Firestone Tires

Defective Firestone tires, especially those on Ford pickups and Sports-Utility Vehicles (SUVs), resulted in many deaths and led to increased scrutiny of SUVs by consumer advocacy groups. Firestone tires models ATX, ATXII and Wilderness, manufactured by Bridgestone/Firestone and installed on Ford Explorers among other models as original equipment, are subject to tread separation, which can lead to a tire blowout. On August 9, 2000, Bridgestone/Firestone and Ford announced jointly that Firestone would recall approximately 14.4 million tires that contain this safety-related defect.

More than 200 deaths (and 700 injuries) in the United States have resulted from Ford Explorers rolling over as the result of tread separation on one of its Firestone tires. The tires are clearly defective, as some have fallen apart after less than 2,000 miles of wear and at speed of only 20 miles per hour. This means that the blame for the accidents and damage caused by these flawed products falls on the manufacturer Bridgestone/Firestone and its parent company Ford.

Automobile tires are among the strongest components on a car when properly inflated. They are capable of absorbing thousands of pounds of impact without breaking or deflating. Therefore, when tire failure occurs, it means that there is something structurally wrong with the tires and the way in which they were installed on a particular vehicle. The defective tires made by Firestone and installed on many Ford Explorers present significant danger not only to anyone operating a vehicle with the tires but also any bystanders who might be present when a tire malfunctions.

Ford Explorers are extremely prone to deadly accidents when the defective tires malfunction because of their design. Ford Explorers, along with most SUVs, have a very high center of gravity and are not always able to execute hard twists and turns without rolling over. The problem with the Firestone tires in the tread of tire can come off for no reason, either causing a blowout or leaving the car with a vastly under-inflated tire. This sudden tire problem can cause the car to swerve and force the drive to make a hard recovery turn. It is exactly this type of situation that is highly dangerous to SUVs as their high center of gravity can trip up the car and cause it to roll.

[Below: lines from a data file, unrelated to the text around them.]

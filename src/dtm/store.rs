//! Node Store
//!
//! Column-per-field storage indexed by node identity. Fields known when a node
//! is appended (kind, level, parent, previous sibling, names, value) are
//! written once at append time. `first_child` and `next_sibling` start out
//! [`Link::Unresolved`] and are filled in exactly once as the builder
//! discovers the answer.

use tracing::trace;

use super::{Link, NodeType, MAX_NODES};
use crate::error::DtmError;

/// Everything about a node that is known when it is appended
#[derive(Debug, Clone, Copy, PartialEq, Eq)]
pub struct NodeRecord {
    pub kind: NodeType,
    pub level: u16,
    pub parent: Option<u32>,
    pub prev_sibling: Option<u32>,
    pub expanded: u32,
    /// Qualified name (string pool id)
    pub name: u32,
    /// Text, attribute value, comment or PI data, namespace URI (string pool id)
    pub value: u32,
}

/// Flat, append-only node columns
#[derive(Debug, Default)]
pub struct NodeStore {
    kind: Vec<NodeType>,
    level: Vec<u16>,
    parent: Vec<Option<u32>>,
    first_child: Vec<Link>,
    next_sibling: Vec<Link>,
    prev_sibling: Vec<Option<u32>>,
    expanded: Vec<u32>,
    name: Vec<u32>,
    value: Vec<u32>,
    limit: usize,
}

impl NodeStore {
    pub fn with_capacity(capacity: usize) -> Self {
        Self::with_limit(capacity, MAX_NODES)
    }

    /// Store refusing to grow past `limit` identities
    pub fn with_limit(capacity: usize, limit: usize) -> Self {
        let capacity = capacity.min(limit);
        NodeStore {
            kind: Vec::with_capacity(capacity),
            level: Vec::with_capacity(capacity),
            parent: Vec::with_capacity(capacity),
            first_child: Vec::with_capacity(capacity),
            next_sibling: Vec::with_capacity(capacity),
            prev_sibling: Vec::with_capacity(capacity),
            expanded: Vec::with_capacity(capacity),
            name: Vec::with_capacity(capacity),
            value: Vec::with_capacity(capacity),
            limit: limit.min(MAX_NODES),
        }
    }

    /// Append a node, linking it into its parent's child list
    ///
    /// Leaves and attribute-like nodes get `first_child = Absent` at once.
    /// Attribute-like nodes never join the child list; their owner's
    /// `first_child` is left for the next ordinary child to resolve.
    pub fn append(&mut self, record: NodeRecord) -> Result<u32, DtmError> {
        let id = self.kind.len();
        if id >= self.limit {
            return Err(DtmError::CapacityExceeded { limit: self.limit });
        }
        let id = id as u32;
        debug_assert!(record.parent.is_none_or(|p| p < id), "parent must precede child");

        if !record.kind.is_attribute_like() {
            match (record.prev_sibling, record.parent) {
                (Some(prev), _) => self.resolve_next_sibling(prev, Link::Present(id)),
                (None, Some(parent)) => self.resolve_first_child(parent, Link::Present(id)),
                (None, None) => {}
            }
        }

        let leaf = !matches!(record.kind, NodeType::Document | NodeType::Element);
        let attribute_like = record.kind.is_attribute_like();
        self.kind.push(record.kind);
        self.level.push(record.level);
        self.parent.push(record.parent);
        self.first_child.push(if leaf { Link::Absent } else { Link::Unresolved });
        self.next_sibling.push(if attribute_like { Link::Absent } else { Link::Unresolved });
        self.prev_sibling.push(record.prev_sibling);
        self.expanded.push(record.expanded);
        self.name.push(record.name);
        self.value.push(record.value);

        trace!(id, kind = ?record.kind, level = record.level, "append");
        Ok(id)
    }

    /// Fill in `first_child`; resolving a field twice is a builder bug
    pub fn resolve_first_child(&mut self, id: u32, link: Link) {
        let slot = &mut self.first_child[id as usize];
        debug_assert_eq!(*slot, Link::Unresolved, "first_child of {id} resolved twice");
        *slot = link;
    }

    pub fn resolve_next_sibling(&mut self, id: u32, link: Link) {
        let slot = &mut self.next_sibling[id as usize];
        debug_assert_eq!(*slot, Link::Unresolved, "next_sibling of {id} resolved twice");
        *slot = link;
    }

    #[inline]
    pub fn len(&self) -> usize {
        self.kind.len()
    }

    #[inline]
    pub fn is_empty(&self) -> bool {
        self.kind.is_empty()
    }

    #[inline]
    pub fn kind(&self, id: u32) -> NodeType {
        self.kind[id as usize]
    }

    #[inline]
    pub fn level(&self, id: u32) -> u16 {
        self.level[id as usize]
    }

    #[inline]
    pub fn parent(&self, id: u32) -> Option<u32> {
        self.parent[id as usize]
    }

    #[inline]
    pub fn first_child(&self, id: u32) -> Link {
        self.first_child[id as usize]
    }

    #[inline]
    pub fn next_sibling(&self, id: u32) -> Link {
        self.next_sibling[id as usize]
    }

    #[inline]
    pub fn prev_sibling(&self, id: u32) -> Option<u32> {
        self.prev_sibling[id as usize]
    }

    #[inline]
    pub fn expanded(&self, id: u32) -> u32 {
        self.expanded[id as usize]
    }

    #[inline]
    pub fn name(&self, id: u32) -> u32 {
        self.name[id as usize]
    }

    #[inline]
    pub fn value(&self, id: u32) -> u32 {
        self.value[id as usize]
    }
}
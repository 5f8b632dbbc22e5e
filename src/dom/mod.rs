//! DOM Module - externally owned trees a DTM can be built from
//!
//! [`TreeSource`] is the traversal primitive the DOM-pull builder needs:
//! first child, next sibling, parent and a borrowed view of each node.
//! [`SourceTree`] is an arena implementation built from XML text or by hand.

pub mod node;
pub mod tree;

pub use node::{SourceData, SourceId, SourceNode};
pub use tree::SourceTree;

use std::fmt;
use std::sync::Arc;

use crate::sax::{Attribute, NamespaceDecl, QName};

/// Borrowed view of one source node
#[derive(Debug, Clone, Copy)]
pub enum SourceItem<'a> {
    Document,
    Element {
        name: &'a QName,
        namespaces: &'a [NamespaceDecl],
        attributes: &'a [Attribute],
    },
    Text(&'a str),
    CData(&'a str),
    Comment(&'a str),
    ProcessingInstruction {
        target: &'a str,
        data: &'a str,
    },
}

/// A tree the DOM-pull builder can walk
///
/// The root must be a document node. Attributes and namespace declarations
/// travel with their element, not as children.
pub trait TreeSource {
    type Node: Copy + Eq + fmt::Debug + Send;

    fn root(&self) -> Self::Node;

    fn first_child(&self, node: Self::Node) -> Option<Self::Node>;

    fn next_sibling(&self, node: Self::Node) -> Option<Self::Node>;

    fn parent(&self, node: Self::Node) -> Option<Self::Node>;

    fn item(&self, node: Self::Node) -> SourceItem<'_>;
}

impl<T: TreeSource + ?Sized> TreeSource for Arc<T> {
    type Node = T::Node;

    fn root(&self) -> Self::Node {
        (**self).root()
    }

    fn first_child(&self, node: Self::Node) -> Option<Self::Node> {
        (**self).first_child(node)
    }

    fn next_sibling(&self, node: Self::Node) -> Option<Self::Node> {
        (**self).next_sibling(node)
    }

    fn parent(&self, node: Self::Node) -> Option<Self::Node> {
        (**self).parent(node)
    }

    fn item(&self, node: Self::Node) -> SourceItem<'_> {
        (**self).item(node)
    }
}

Much litigation has been brought against Firestone for the manufacturing and distribution of the faulty tires and Ford for producing a defective vehicle based on its tendency to roll. Claims have been sought by people who have been affected by an accident involving the faulty tires for damages including: wrongful death, past and future pain and suffering, past and future medical expenses and past and future earnings. Monetary compensation is a definite possibility for anyone affected by the defective tires.